The version they're watching is known as a fansub, a subtitled version of the program done by amateur fans. At considerable cost — and some legal risk — fansubbers bring the hottest titles in Japanese animation or anime to eager audiences who can't wait for the American versions of those shows to air here.
Japanese animation or anime has become a big business in America, accounting for $500 million in video sales and about 10 times that in licensing, rights and related merchandise sales annually. Anime enjoys widespread popularity among adolescents, teens and twentysomethings, and fansubbers constitute one of the oddest subgroups within the larger culture.
Fansubbers begin by obtaining a copy of an episode of a Japanese TV show, either by buying it or downloading it. If they don't speak Japanese (and most don't), they have to find someone to prepare a line-by-line English translation. Each line then must be timed and digitally added to the correct scene. Endless technical glitches can occur during the subtitling process, and specialized websites offer step-by-step advice.
Fansubbing began in the 1980s, when few anime titles were available in the U.S. Because it's a legally gray area at best, people involved in fansubs use only their first names. Jeki, a 27-year-old fansubber, recalls, "I grew up watching 'Robotech' and the few other Japanese series that were on. I wanted to see more of that type of cartoon, but all Saturday morning offered was 'The Smurfs' and 'Alvin & the Chipmunks.'
"When I was 12 or 13, I met a couple of people on message boards who shared my interest, and we decided we could make fansubs as a group. We bought Japanese laser discs and copied them; some of us knew Japanese and could do the translations. We really, really liked these shows and were sure other people would too. But they just weren't out there in the marketplace, so how were people going to find them if we didn't sub them?"

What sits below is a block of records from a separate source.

//! Fleet supervisor
//!
//! Builds the port map, constructs one tunnel per broker in ascending node
//! id order, starts them all, and only announces the bootstrap address once
//! every tunnel has signalled readiness. After that it waits for either a
//! shutdown signal (clean exit) or the first tunnel error (fatal exit); in
//! both cases the stop channel fans out to the whole fleet.

use std::sync::Arc;

use kube::Client;
use tokio::sync::{mpsc, oneshot, watch};
use tracing::{error, info};

use crate::discovery::{ClusterInfo, PortMap};
use crate::error::{ProxyError, Result};
use crate::forward::PortForward;
use crate::kafka::proxy::BrokerProxy;

/// The fleet of port forwarders for one exposed cluster.
pub struct Fleet {
    port_map: Arc<PortMap>,
    forwarders: Vec<PortForward>,
}

impl Fleet {
    /// Assign local ports and construct a tunnel per discovered broker.
    pub fn new(
        client: Client,
        namespace: &str,
        cluster: &ClusterInfo,
        starting_port: u16,
    ) -> Result<Self> {
        let port_map = Arc::new(PortMap::build(&cluster.nodes, starting_port)?);

        let mut forwarders = Vec::with_capacity(cluster.nodes.len());
        for (&node, pod_name) in &cluster.nodes {
            let local_port = port_map.get(node).ok_or_else(|| {
                ProxyError::discovery(format!("no local port assigned to node {node}"))
            })?;
            let proxy = Arc::new(BrokerProxy::new(node, Arc::clone(&port_map)));
            forwarders.push(PortForward::new(
                client.clone(),
                namespace,
                pod_name.clone(),
                node,
                local_port,
                cluster.listener_port,
                proxy,
            ));
        }

        Ok(Self {
            port_map,
            forwarders,
        })
    }

    /// The comma-joined `localhost:<port>` list in ascending node id order.
    pub fn bootstrap_address(&self) -> String {
        self.port_map.bootstrap_address()
    }

    /// Run the fleet until a shutdown signal or the first fatal error.
    pub async fn run(self) -> Result<()> {
        let Fleet {
            port_map,
            forwarders,
        } = self;

        let (stop_tx, stop_rx) = watch::channel(false);
        let (error_tx, mut error_rx) = mpsc::channel(forwarders.len().max(1));

        info!(forwarders = forwarders.len(), "starting port forwarders");

        let mut readies = Vec::with_capacity(forwarders.len());
        for forwarder in forwarders {
            let node = forwarder.node();
            let (ready_tx, ready_rx) = oneshot::channel();
            readies.push((node, ready_rx));
            forwarder.start(ready_tx, stop_rx.clone(), error_tx.clone());
        }
        drop(error_tx);

        // Bootstrap must not be announced before every listener accepts
        for (node, ready) in readies {
            if ready.await.is_err() {
                let err = match error_rx.recv().await {
                    Some((failed, e)) => {
                        error!(node = failed, error = %e, "port forwarder failed during startup");
                        e
                    }
                    None => ProxyError::Forwarder {
                        node,
                        message: "terminated before becoming ready".to_string(),
                    },
                };
                let _ = stop_tx.send(true);
                return Err(err);
            }
        }

        info!(
            bootstrap = %port_map.bootstrap_address(),
            "Kafka cluster is exposed, use this bootstrap address to connect"
        );

        tokio::select! {
            _ = shutdown_signal() => {
                info!("shutting down");
                let _ = stop_tx.send(true);
                Ok(())
            }
            received = error_rx.recv() => {
                let _ = stop_tx.send(true);
                match received {
                    Some((node, err)) => {
                        error!(node, error = %err, "port forwarder failed");
                        Err(err)
                    }
                    // Every forwarder exited without reporting an error
                    None => Ok(()),
                }
            }
        }
    }
}

/// Resolves when the user asks for shutdown via interrupt or termination.
async fn shutdown_signal() {
    #[cfg(unix)]
    {
        use tokio::signal::unix::{signal, SignalKind};

        let mut terminate = match signal(SignalKind::terminate()) {
            Ok(terminate) => terminate,
            Err(_) => {
                let _ = tokio::signal::ctrl_c().await;
                return;
            }
        };

        tokio::select! {
            _ = tokio::signal::ctrl_c() => {}
            _ = terminate.recv() => {}
        }
    }

    #[cfg(not(unix))]
    {
        let _ = tokio::signal::ctrl_c().await;
    }
}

Barry, a 34-year-old software engineer and anime fan, began watching fansubs in college. "One of the clubs on campus had a collection of videotapes that you couldn't get in stores, like 'Kimagure Orange Road,' " he says.
Fansubbers initially distributed shows on videocassettes: Someone would send in a blank VHS tape and get the fansub by return mail. But the growth of the Internet and the shift to digital technology has made fansubbing easier and faster. "There are fansubbing groups in Japan that digitally capture a show as it's being broadcast and send it to whomever's doing the translation," Jeki notes. "The fansubbers here have software and technology that makes it possible for them to have a good, translated copy circulating on the Net in two or three days.

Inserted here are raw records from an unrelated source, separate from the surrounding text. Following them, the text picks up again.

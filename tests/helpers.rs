// Shared helpers for integration tests
//
// Frame builders that put together complete wire frames (including the
// 4-byte size prefix) from kafka-protocol message structs.

#![allow(dead_code)]

use bytes::BytesMut;
use kafka_protocol::messages::{ApiKey, RequestHeader, ResponseHeader};
use kafka_protocol::protocol::{Encodable, StrBytes};

/// A request header as the proxy would see it on the wire.
pub fn request_header(api_key: i16, api_version: i16, correlation_id: i32) -> RequestHeader {
    RequestHeader::default()
        .with_request_api_key(api_key)
        .with_request_api_version(api_version)
        .with_correlation_id(correlation_id)
        .with_client_id(Some(StrBytes::from_static_str("test-client")))
}

/// Prefix a payload with its size.
pub fn raw_frame(payload: &[u8]) -> Vec<u8> {
    let mut framed = Vec::with_capacity(payload.len() + 4);
    framed.extend_from_slice(&(payload.len() as i32).to_be_bytes());
    framed.extend_from_slice(payload);
    framed
}

/// Build a complete request frame: size prefix, header, body.
pub fn request_frame<R: Encodable>(
    api_key: i16,
    api_version: i16,
    correlation_id: i32,
    request: &R,
) -> Vec<u8> {
    let header_version = ApiKey::try_from(api_key)
        .unwrap()
        .request_header_version(api_version);

    let mut payload = BytesMut::new();
    request_header(api_key, api_version, correlation_id)
        .encode(&mut payload, header_version)
        .unwrap();
    request.encode(&mut payload, api_version).unwrap();
    raw_frame(&payload)
}

/// Build a complete response frame: size prefix, response header, body.
pub fn response_frame<R: Encodable>(
    api_key: i16,
    api_version: i16,
    correlation_id: i32,
    response: &R,
) -> Vec<u8> {
    let header_version = ApiKey::try_from(api_key)
        .unwrap()
        .response_header_version(api_version);

    let mut payload = BytesMut::new();
    ResponseHeader::default()
        .with_correlation_id(correlation_id)
        .encode(&mut payload, header_version)
        .unwrap();
    response.encode(&mut payload, api_version).unwrap();
    raw_frame(&payload)
}

/// Encode just a response body at the given version.
pub fn encoded_body<R: Encodable>(response: &R, api_version: i16) -> Vec<u8> {
    let mut body = BytesMut::new();
    response.encode(&mut body, api_version).unwrap();
    body.to_vec()
}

"The [anime fan] conventions no longer show fansubs; distributors use them to launch their new domestic releases. Digital fansubbing means you don't have to go to a club to watch new anime."
The Web has become the most popular way to distribute fansubs: People log onto a site and download files of subtitled animation. The individual files are large, so to get new material users have to share the fansub programs they have. This electronic swap-meet mentality dovetails with the attitude of fansubbers, who insist they are neither pirates nor bootleggers.

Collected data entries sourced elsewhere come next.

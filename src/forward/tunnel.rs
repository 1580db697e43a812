//! Per-broker port-forward tunnel
//!
//! A tunnel binds a loopback listener for one broker and serves it through
//! the Kubernetes API server's port-forward subresource. Each accepted
//! local connection gets its own upgraded stream to the pod and its own
//! pair of proxy pumps; a connection dying affects nothing else, while a
//! failure to reach the API server ends the tunnel and, through the
//! supervisor, the whole fleet.

use std::net::Ipv4Addr;
use std::sync::Arc;

use k8s_openapi::api::core::v1::Pod;
use kube::{Api, Client};
use tokio::net::{TcpListener, TcpStream};
use tokio::sync::{mpsc, oneshot, watch};
use tokio::task::JoinHandle;
use tracing::{debug, info, warn};

use crate::error::{ProxyError, Result};
use crate::kafka::proxy::BrokerProxy;

/// The tunnel for one broker pod.
pub struct PortForward {
    node: i32,
    client: Client,
    namespace: String,
    pod_name: String,
    local_port: u16,
    remote_port: u16,
    proxy: Arc<BrokerProxy>,
}

impl PortForward {
    pub fn new(
        client: Client,
        namespace: impl Into<String>,
        pod_name: impl Into<String>,
        node: i32,
        local_port: u16,
        remote_port: u16,
        proxy: Arc<BrokerProxy>,
    ) -> Self {
        Self {
            node,
            client,
            namespace: namespace.into(),
            pod_name: pod_name.into(),
            local_port,
            remote_port,
            proxy,
        }
    }

    pub fn node(&self) -> i32 {
        self.node
    }

    pub fn local_port(&self) -> u16 {
        self.local_port
    }

    /// Spawn the serving loop. A terminal error is reported on the error
    /// channel together with the node id it belongs to.
    pub fn start(
        self,
        ready: oneshot::Sender<()>,
        stop: watch::Receiver<bool>,
        errors: mpsc::Sender<(i32, ProxyError)>,
    ) -> JoinHandle<()> {
        tokio::spawn(async move {
            let node = self.node;
            if let Err(e) = self.forward_ports(ready, stop).await {
                let _ = errors.send((node, e)).await;
            }
        })
    }

    /// Serve until the stop channel fires or a transport error ends the
    /// tunnel. Blocking variant of [`PortForward::start`].
    ///
    /// Readiness is signalled only after the local listener is bound and
    /// one upgrade handshake against the API server has succeeded, so the
    /// supervisor never announces a bootstrap address that is not yet
    /// accepting connections.
    pub async fn forward_ports(
        &self,
        ready: oneshot::Sender<()>,
        mut stop: watch::Receiver<bool>,
    ) -> Result<()> {
        let pods: Api<Pod> = Api::namespaced(self.client.clone(), &self.namespace);

        let listener = TcpListener::bind((Ipv4Addr::LOCALHOST, self.local_port)).await?;

        // Probe the upgrade path before announcing readiness
        let probe = pods
            .portforward(&self.pod_name, &[self.remote_port])
            .await?;
        drop(probe);

        info!(
            node = self.node,
            local_port = self.local_port,
            pod_name = %self.pod_name,
            remote_port = self.remote_port,
            namespace = %self.namespace,
            "port forwarder ready"
        );
        let _ = ready.send(());

        loop {
            tokio::select! {
                accepted = listener.accept() => {
                    match accepted {
                        Ok((socket, peer)) => {
                            debug!(node = self.node, peer = %peer, "accepted local connection");
                            self.dispatch(&pods, socket).await?;
                        }
                        Err(e) => {
                            warn!(node = self.node, error = %e, "failed to accept connection");
                        }
                    }
                }
                changed = stop.changed() => {
                    if changed.is_err() || *stop.borrow() {
                        debug!(node = self.node, "port forwarder stopping");
                        break;
                    }
                }
            }
        }

        Ok(())
    }

    /// Open a fresh upgraded stream to the pod and hand the connection to a
    /// proxy task.
    async fn dispatch(&self, pods: &Api<Pod>, socket: TcpStream) -> Result<()> {
        let mut forwarder = pods
            .portforward(&self.pod_name, &[self.remote_port])
            .await?;
        let upstream = forwarder
            .take_stream(self.remote_port)
            .ok_or(ProxyError::StreamUnavailable {
                port: self.remote_port,
            })?;

        let proxy = Arc::clone(&self.proxy);
        tokio::spawn(async move {
            // The forwarder owns the upgraded connection; it must outlive
            // the pumps running over its stream
            let _connection = forwarder;
            proxy.run(socket, upstream).await;
        });
        Ok(())
    }
}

"From day one to the present, the attitude of fansubbers has been we will not proceed with the subbing or the distribution of a show that has been licensed in English," says Betty, a member of one the nation's largest fansubbing groups. "Fansubbers hate to see people selling their work commercially, whether it's listing copies on EBay or selling them on a website."
"When a title comes out commercially, all the distribution sites I go to say, 'We don't have it anymore,' " agrees Barry. "I toss out any DVDs I've burned and delete the files. I buy the stuff I like. If I didn't like a title, I know not to spend $20 on the DVD. There are sites where people sell things that are licensed or offer free downloads of them, just as you can get movies off the Internet, but I've never looked for them."
Not surprisingly, American distributors take a dim view of fansubbing. Rod Peters, senior marketing manager at Houston-based ADV Films, the largest U.S. anime distributor, says, "Once we announce we've acquired the rights to distribute a program, that program cannot be subbed or distributed by anyone outside ADV. We give anyone who does a cease-and-desist order; if they continue, we turn them over to our antipiracy division for legal action." Chad Kime, corporate planning manager at Geneon Entertainment, the distributor of the hit series "Samurai Champloo," says bluntly, "Fansubs are illegal and a form of piracy. We cannot condone fansubbing."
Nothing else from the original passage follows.